In doing this, we are working with other nations to deny safe havens to transnational crime and provide an environment where laws can be enforced, rights can be protected, and sustainable development and business can proceed.   Such international law enforcement cooperation, which aims to dismantle criminal networks, must be complemented by assistance to enhance governance capacities; by support for committed reformist governments seeking to bolster their institutions and practices; and by steps to empower citizens so they can monitor public functions and hold leaders accountable for providing safe, effective public services, and efficient use of public resources.

In the Western Hemisphere, we continue to work with partner governments to confront transnational threats.  The Merida Initiative, launched in 2007, is a partnership between the governments of the United States and Mexico to confront the violent national and transnational gangs and organized criminal and narcotics trafficking organizations that plague our region.  To prevent displacement of these threats to Mexico’s neighbors, the United States is partnering with Central American countries through the Central America Regional Security Initiative, and the Caribbean Basin Security Initiative to bolster their criminal justice systems.

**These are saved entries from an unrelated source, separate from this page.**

//! Input and parsing helper functions for the CLI.

use std::io::{self, IsTerminal, Read, Write};
use std::process::Command;

use chrono::{Datelike, Duration, Local, NaiveDate};
use log::warn;
use tempfile::NamedTempFile;
use zeroize::Zeroizing;

use crate::errors::CliError;

/// Parse a date argument: `YYYY-MM-DD`, `today` or `yesterday`. Defaults to
/// today's local date.
pub fn parse_date(value: Option<&str>) -> anyhow::Result<NaiveDate> {
    parse_date_from(value, Local::now().date_naive())
}

fn parse_date_from(value: Option<&str>, today: NaiveDate) -> anyhow::Result<NaiveDate> {
    match value.map(str::trim) {
        None | Some("today") => Ok(today),
        Some("yesterday") => Ok(today - Duration::days(1)),
        Some(other) => NaiveDate::parse_from_str(other, "%Y-%m-%d").map_err(|_| {
            CliError::invalid_input(format!(
                "Invalid date (expected YYYY-MM-DD, today or yesterday): {}",
                other
            ))
            .into()
        }),
    }
}

/// Parse a `YYYY-MM` month argument into `(year, month)`. Defaults to the
/// current month.
pub fn parse_month(value: Option<&str>) -> anyhow::Result<(i32, u32)> {
    let today = Local::now().date_naive();
    match value {
        None => Ok((today.year(), today.month())),
        Some(text) => {
            let first = NaiveDate::parse_from_str(&format!("{}-01", text.trim()), "%Y-%m-%d")
                .map_err(|_| {
                    CliError::invalid_input(format!(
                        "Invalid month (expected YYYY-MM): {}",
                        text
                    ))
                })?;
            Ok((first.year(), first.month()))
        }
    }
}

/// Read the new entry text from --body, stdin, or $EDITOR.
///
/// Unlike stdin and the editor, an explicit `--body ""` is accepted and
/// clears the entry. The editor starts with `current` loaded.
pub fn read_entry_body(
    no_input: bool,
    body: Option<String>,
    current: &str,
    editor_override: Option<&str>,
) -> anyhow::Result<String> {
    if let Some(value) = body {
        return Ok(value);
    }

    if !io::stdin().is_terminal() {
        let mut buffer = String::new();
        io::stdin()
            .read_to_string(&mut buffer)
            .map_err(|e| anyhow::anyhow!("Failed to read stdin: {}", e))?;
        let trimmed = trim_trailing_newlines(&buffer);
        if trimmed.is_empty() {
            return Err(CliError::invalid_input("No input provided on stdin").into());
        }
        return Ok(trimmed.to_string());
    }

    if no_input {
        return Err(
            CliError::invalid_input("--no-input requires --body or content from stdin").into(),
        );
    }

    read_body_from_editor(current, editor_override)
}

/// Open $EDITOR to compose the entry text.
fn read_body_from_editor(current: &str, editor_override: Option<&str>) -> anyhow::Result<String> {
    let editor = editor_override
        .map(|value| value.to_string())
        .or_else(|| std::env::var("EDITOR").ok())
        .filter(|value| !value.trim().is_empty())
        .ok_or_else(|| {
            CliError::invalid_input("$EDITOR is not set; use --body or pipe content via stdin")
        })?;

    let scratch = editor_scratch_file(current)?;
    let status = Command::new(&editor)
        .arg(scratch.path())
        .status()
        .map_err(|e| anyhow::anyhow!("Failed to launch editor {}: {}", editor, e));

    let contents = match status {
        Ok(status) if status.success() => std::fs::read_to_string(scratch.path())
            .map(Zeroizing::new)
            .map_err(|e| anyhow::anyhow!("Failed to read temp file: {}", e)),
        Ok(_) => Err(anyhow::anyhow!("Editor exited with failure")),
        Err(err) => Err(err),
    };
    discard_scratch_file(scratch);

    Ok(trim_trailing_newlines(&contents?).to_string())
}

/// Private (0600 on unix), randomly named temp file holding `current`.
fn editor_scratch_file(current: &str) -> anyhow::Result<NamedTempFile> {
    let mut scratch = tempfile::Builder::new()
        .prefix("diary_entry_")
        .suffix(".txt")
        .tempfile()
        .map_err(|e| anyhow::anyhow!("Failed to create temp file: {}", e))?;
    scratch
        .write_all(current.as_bytes())
        .and_then(|_| scratch.flush())
        .map_err(|e| anyhow::anyhow!("Failed to write temp file: {}", e))?;
    Ok(scratch)
}

/// Overwrite the plaintext left in `scratch` with zeros, then delete it.
fn discard_scratch_file(scratch: NamedTempFile) {
    let path = scratch.path().to_path_buf();
    let len = std::fs::metadata(&path).map(|m| m.len()).unwrap_or(0);
    if let Err(err) = std::fs::write(&path, vec![0u8; len as usize]) {
        warn!("could not wipe temp file {}: {}", path.display(), err);
    }
    if let Err(err) = scratch.close() {
        warn!("could not remove temp file {}: {}", path.display(), err);
    }
}

fn trim_trailing_newlines(text: &str) -> &str {
    text.trim_end_matches(['\n', '\r'])
}

#[cfg(test)]
mod tests {
    use super::*;

    fn date(y: i32, m: u32, d: u32) -> NaiveDate {
        NaiveDate::from_ymd_opt(y, m, d).unwrap()
    }

    #[test]
    fn test_parse_date_keywords_and_iso() {
        let today = date(2024, 3, 1);

        assert_eq!(parse_date_from(None, today).unwrap(), today);
        assert_eq!(parse_date_from(Some("today"), today).unwrap(), today);
        assert_eq!(
            parse_date_from(Some("yesterday"), today).unwrap(),
            date(2024, 2, 29)
        );
        assert_eq!(
            parse_date_from(Some("2024-01-15"), today).unwrap(),
            date(2024, 1, 15)
        );
    }

    #[test]
    fn test_parse_date_rejects_garbage() {
        for value in ["2024-02-30", "15/01/2024", "tomorrow", ""] {
            let err = parse_date_from(Some(value), date(2024, 3, 1)).unwrap_err();
            assert!(err.downcast_ref::<CliError>().is_some(), "{}", value);
        }
    }

    #[test]
    fn test_parse_month() {
        assert_eq!(parse_month(Some("2024-02")).unwrap(), (2024, 2));
        assert!(parse_month(Some("2024-13")).is_err());
        assert!(parse_month(Some("February")).is_err());
    }

    #[test]
    fn test_explicit_empty_body_is_kept() {
        let body = read_entry_body(true, Some(String::new()), "old text", None).unwrap();
        assert_eq!(body, "");
    }

    #[cfg(unix)]
    #[test]
    fn test_editor_scratch_file_is_private() {
        use std::os::unix::fs::PermissionsExt;

        let scratch = editor_scratch_file("Dear diary").unwrap();
        let path = scratch.path().to_path_buf();

        let name = path.file_name().unwrap().to_string_lossy().to_string();
        assert!(name.starts_with("diary_entry_"), "{}", name);
        let mode = std::fs::metadata(&path).unwrap().permissions().mode();
        assert_eq!(mode & 0o077, 0, "mode {:o}", mode);
        assert_eq!(std::fs::read_to_string(&path).unwrap(), "Dear diary");

        discard_scratch_file(scratch);
        assert!(!path.exists());
    }

    #[cfg(unix)]
    #[test]
    fn test_unchanged_editor_keeps_current_text() {
        let body = read_body_from_editor("current text\n", Some("true")).unwrap();
        assert_eq!(body, "current text");

        let err = read_body_from_editor("current text", Some("false")).unwrap_err();
        assert!(err.to_string().contains("Editor exited with failure"));
    }

    #[test]
    fn test_trim_trailing_newlines_only() {
        assert_eq!(trim_trailing_newlines("  text\n\n"), "  text");
        assert_eq!(trim_trailing_newlines("a\r\n"), "a");
        assert_eq!(trim_trailing_newlines("\n"), "");
    }
}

While we rightly focus on continuing challenges, we should recall that the past decade has also shown important gains in developing criminal justice capacities in key regions.  Colombia, in particular, has made tremendous strides and has achieved dramatic success in developing its law enforcement and judicial institutions, restoring public safety, and revitalizing its economy.  It is important that the global community promote the expansion and sustainability of such achievements on a worldwide basis.  To do this, we must pool resources and share best practices continuously.  In Africa, cooperation on assistance and support is critical.  We are working with international partners to promote key police and legal reforms, and establish a security training program that connects Africa to the rest of the world community to defeat these transnational criminal threats.   Such cooperation will become ever more necessary as Andean cocaine flows to Europe through Africa, undermining stability and economic growth.

We, along with our allies, are also taking measures to provide continued assistance to the Afghan government to disrupt the opium trade and to support Afghanistan’s National Drug Control Strategy. Encouraging farmers to plant alternative crops, bolstering the Afghan government’s interdiction capability, and reducing the demand for drugs inside and outside Afghanistan are key to Afghanistan’ long-term economic development and the health of its citizens.

Here, and elsewhere, a multilateral role is critical, and the UN offers an essential venue to develop coordinated responses to these threats.  In this regard, the UNODC Paris Pact Initiative has proven invaluable in coordinating joint, international action to stem the flow of Afghan heroin.  The United States has contributed to UNODC to support Afghanistan counternarcotics-related projects since 2005, and we support regional cooperation programs in neighboring Central Asia that focus on improving border facilities and training officers in interdiction techniques.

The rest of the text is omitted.